The embryonic neural tube is patterned through specification of distinct neural progenitor subtypes, each exhibiting a specific profile of transcription factor expression. This developmental event lays the groundwork for generation of the complex circuits within the central nervous system and it is governed by instructive signals from surrounding tissues. Among those signals, Sonic hedgehog (Shh) is a well characterized morphogen responsible for the specification of ventral cell fates along dorsal-ventral axis of the mammalian neural tube. How the quantitative information represented by distinct extracellular ligand concentrations is transduced accurately and precisely to specify unique cell fates remains unclear.

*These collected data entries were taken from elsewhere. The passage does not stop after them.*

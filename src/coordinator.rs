//! Interaction-Refresh Coordinator
//!
//! The one place where a write (recording an interaction) feeds back into a
//! read (re-fetching recommendations). Per submission:
//!
//! ```text
//! Submit ──fail──▶ error, state untouched
//!    │ ack
//!    ▼
//! ┌─ refresh stats (derive counts + health probe)
//! └─ user == current_user (at ack) ──▶ re-fetch ──ok──▶ replace set
//!                                              └─fail─▶ keep stale set, report
//! ```
//!
//! The two branches run concurrently, so a slow `/health` never delays the
//! recommendation refresh.
//!
//! Submissions are independent (no dedup). A refresh racing a manual fetch
//! for the same user resolves as last-write-wins.

use std::sync::Arc;
use std::time::Duration;
use tracing::{debug, info, warn};

use crate::core_types::{InteractionAction, TopK};
use crate::models::{DashboardStats, InteractionAck, RecommendationSet};
use crate::repository::{DashboardRepository, RepositoryError};

/// What happened to the recommendation set after an acknowledged interaction
#[derive(Debug, Clone, PartialEq)]
pub enum RefreshOutcome {
    /// Interacting user is not the selected one; nothing refreshed
    NotCurrentUser,
    /// New set fetched and stored
    Refreshed(RecommendationSet),
    /// Selection moved to another user while the refresh was in flight;
    /// result dropped
    Superseded,
    /// Re-fetch failed; the previous (stale) set is still stored
    Failed(RepositoryError),
}

#[derive(Debug, Clone, PartialEq)]
pub struct InteractionOutcome {
    pub ack: InteractionAck,
    pub stats: DashboardStats,
    pub refresh: RefreshOutcome,
}

pub struct InteractionCoordinator {
    repo: Arc<DashboardRepository>,
    top_k: TopK,
}

impl InteractionCoordinator {
    pub fn new(repo: Arc<DashboardRepository>, top_k: TopK) -> Self {
        Self { repo, top_k }
    }

    pub fn top_k(&self) -> TopK {
        self.top_k
    }

    /// Counts from session state plus the best-effort health probe
    pub async fn refresh_stats(&self) -> DashboardStats {
        let counts = self.repo.session().derive_stats();
        let probe = match self.repo.probe_health().await {
            Ok(report) => Some(report),
            Err(e) => {
                debug!("Health probe unavailable, using default stats: {}", e);
                None
            }
        };
        let stats = DashboardStats::resolve(counts, probe.as_ref());
        debug!(
            users = stats.user_count,
            ads = stats.ad_count,
            interactions = stats.interactions,
            avg_score = stats.avg_score,
            "Stats refreshed"
        );
        stats
    }

    /// Record an interaction and bring dependent state up to date.
    ///
    /// `settle` is waited before the recommendation re-fetch (zero for none).
    /// Errors only when the interaction itself was not recorded.
    pub async fn submit(
        &self,
        user_id: &str,
        ad_id: &str,
        action: InteractionAction,
        settle: Duration,
    ) -> Result<InteractionOutcome, RepositoryError> {
        let ack = self.repo.record_interaction(user_id, ad_id, action).await?;

        // Selection is judged at ack time; a slow /health must not hold up the re-fetch
        let is_current = self.repo.session().snapshot().is_current_user(user_id);
        let refresh = async {
            if !is_current {
                debug!(user = user_id, "Interaction user is not selected, skipping refresh");
                return RefreshOutcome::NotCurrentUser;
            }
            if !settle.is_zero() {
                tokio::time::sleep(settle).await;
            }
            self.refresh_recommendations(user_id).await
        };
        let (stats, refresh) = tokio::join!(self.refresh_stats(), refresh);

        Ok(InteractionOutcome {
            ack,
            stats,
            refresh,
        })
    }

    async fn refresh_recommendations(&self, user_id: &str) -> RefreshOutcome {
        let session = self.repo.session();
        match self.repo.fetch_recommendations(user_id, self.top_k).await {
            Ok(set) => {
                if !session.snapshot().is_current_user(user_id) {
                    info!(user = user_id, "Selection changed during refresh, dropping result");
                    return RefreshOutcome::Superseded;
                }
                info!(user = user_id, count = set.len(), "Recommendations refreshed after interaction");
                session.set_recommendations(Some(set.clone()));
                RefreshOutcome::Refreshed(set)
            }
            Err(e) => {
                warn!(user = user_id, "Keeping stale recommendations: {}", e);
                RefreshOutcome::Failed(e)
            }
        }
    }
}
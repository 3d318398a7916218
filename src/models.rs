// models.rs - Domain records held by the dashboard client

use rust_decimal::Decimal;
use serde::{Deserialize, Serialize};

use crate::core_types::{AdId, UserId};

/// Default interaction-count multiplier when the health probe has no figure
pub const DEFAULT_INTERACTIONS_PER_USER: u64 = 2;

/// Default average score when the health probe has no figure
pub const DEFAULT_AVG_SCORE: f64 = 0.75;

// ============================================================
// ADS & RECOMMENDATIONS
// ============================================================

/// An ad in the inventory
#[derive(Debug, Clone, PartialEq, Serialize, Deserialize)]
pub struct Ad {
    pub ad_id: AdId,
    pub title: String,
    pub category: String,
    /// Always >= 0 (payloads with negative prices are rejected)
    pub bid_price: Decimal,
}

impl Ad {
    pub fn new(
        ad_id: impl Into<AdId>,
        title: impl Into<String>,
        category: impl Into<String>,
        bid_price: Decimal,
    ) -> Self {
        Self {
            ad_id: ad_id.into(),
            title: title.into(),
            category: category.into(),
            bid_price,
        }
    }
}

/// One ranked recommendation. Read-only projection, lives for one render.
#[derive(Debug, Clone, PartialEq)]
pub struct Recommendation {
    pub ad_id: AdId,
    pub ad_info: Ad,
    /// In [0, 1]
    pub click_probability: f64,
    pub similarity: f64,
    pub combined_score: f64,
    pub from_collaborative_filtering: bool,
}

/// Recommendations together with the user they were computed for.
///
/// Order is the server's (descending `combined_score`); the client never
/// re-sorts.
#[derive(Debug, Clone, PartialEq)]
pub struct RecommendationSet {
    pub user_id: UserId,
    pub items: Vec<Recommendation>,
}

impl RecommendationSet {
    pub fn new(user_id: impl Into<UserId>, items: Vec<Recommendation>) -> Self {
        Self {
            user_id: user_id.into(),
            items,
        }
    }

    pub fn len(&self) -> usize {
        self.items.len()
    }

    pub fn is_empty(&self) -> bool {
        self.items.is_empty()
    }

    pub fn ad_ids(&self) -> Vec<&str> {
        self.items.iter().map(|r| r.ad_id.as_str()).collect()
    }
}

// ============================================================
// PROFILE / ACK / HEALTH
// ============================================================

/// User profile. Every field is optional; absent ones render as "unknown".
#[derive(Debug, Clone, Default, PartialEq, Deserialize)]
pub struct UserProfile {
    #[serde(default)]
    pub age: Option<u32>,
    #[serde(default)]
    pub gender: Option<String>,
    #[serde(default)]
    pub location: Option<String>,
    #[serde(default)]
    pub device: Option<String>,
    #[serde(default, deserialize_with = "null_as_empty")]
    pub interests: Vec<String>,
}

fn null_as_empty<'de, D>(deserializer: D) -> Result<Vec<String>, D::Error>
where
    D: serde::Deserializer<'de>,
{
    Ok(Option::<Vec<String>>::deserialize(deserializer)?.unwrap_or_default())
}

/// Acknowledgement of a recorded interaction (never carries recommendations)
#[derive(Debug, Clone, Default, PartialEq)]
pub struct InteractionAck {
    pub message: Option<String>,
}

/// Best-effort figures from `GET /health`.
///
/// Each figure is read on its own: a malformed one becomes `None` without
/// discarding the others.
#[derive(Debug, Clone, Default, PartialEq, Deserialize)]
pub struct HealthReport {
    #[serde(default, deserialize_with = "lenient_text")]
    pub status: Option<String>,
    #[serde(default, deserialize_with = "lenient_count")]
    pub interactions: Option<u64>,
    #[serde(default, deserialize_with = "lenient_score")]
    pub avg_score: Option<f64>,
}

fn lenient_text<'de, D>(deserializer: D) -> Result<Option<String>, D::Error>
where
    D: serde::Deserializer<'de>,
{
    let raw = Option::<serde_json::Value>::deserialize(deserializer)?;
    Ok(raw.and_then(|v| v.as_str().map(str::to_string)))
}

/// Non-negative integers, or whole non-negative floats (`12.0`)
fn lenient_count<'de, D>(deserializer: D) -> Result<Option<u64>, D::Error>
where
    D: serde::Deserializer<'de>,
{
    let raw = Option::<serde_json::Value>::deserialize(deserializer)?;
    Ok(raw.and_then(|v| {
        v.as_u64().or_else(|| {
            v.as_f64()
                .filter(|f| f.is_finite() && *f >= 0.0 && f.fract() == 0.0 && *f <= u64::MAX as f64)
                .map(|f| f as u64)
        })
    }))
}

fn lenient_score<'de, D>(deserializer: D) -> Result<Option<f64>, D::Error>
where
    D: serde::Deserializer<'de>,
{
    let raw = Option::<serde_json::Value>::deserialize(deserializer)?;
    Ok(raw.and_then(|v| v.as_f64()).filter(|f| f.is_finite()))
}

// ============================================================
// STATS
// ============================================================

/// Counts derived synchronously from session state
#[derive(Debug, Clone, Copy, PartialEq, Eq)]
pub struct StatCounts {
    pub user_count: usize,
    pub ad_count: usize,
}

/// Figures shown on the stat cards
#[derive(Debug, Clone, Copy, PartialEq)]
pub struct DashboardStats {
    pub user_count: usize,
    pub ad_count: usize,
    pub interactions: u64,
    pub avg_score: f64,
    /// True when `interactions`/`avg_score` came from the probe
    pub probed: bool,
}

impl DashboardStats {
    /// Combine session counts with an optional health report.
    ///
    /// Missing or zero probe figures fall back to `user_count * 2`
    /// interactions and a 0.75 average score.
    pub fn resolve(counts: StatCounts, probe: Option<&HealthReport>) -> Self {
        let interactions = probe
            .and_then(|h| h.interactions)
            .filter(|n| *n > 0)
            .unwrap_or(counts.user_count as u64 * DEFAULT_INTERACTIONS_PER_USER);
        let avg_score = probe
            .and_then(|h| h.avg_score)
            .filter(|s| *s > 0.0 && s.is_finite())
            .unwrap_or(DEFAULT_AVG_SCORE);

        Self {
            user_count: counts.user_count,
            ad_count: counts.ad_count,
            interactions,
            avg_score,
            probed: probe.is_some(),
        }
    }
}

In this work I have studied two mouse mutations which disrupt Shh-dependent neural patterning: a null mutation in Fkbp8 and an N-ethyl, N-nitrosourea (ENU)-induced recessive mutation, 2A. I analyzed chimeric embryos consisting of a mix of Fkbp8 mutant and wild-type cells and I used epistasis analysis to address the function of FKBP8 with respect to other Shh signaling components. My findings indicate that FKBP8 cell-autonomously antagonizes Shh signaling at a step downstream of Smoothened in a Gli2- and Kif3a-dependent manner. I have also found that FKBP8 plays an important secondary role in neural patterning by controlling the signaling environment through regulation of Bone morphogenetic protein (BMP) production. In addition, I found that the 2A mutation represent a novel allele of Kif3a , encoding a kinesin II subunit essential for ciliagenesis and Shh signaling. Whereas FKBP8 is essential to keep the Shh pathway appropriately repressed in the absence of Shh signals, Kif3a is important for activation of the pathway when neural progenitors have been exposed to these signals.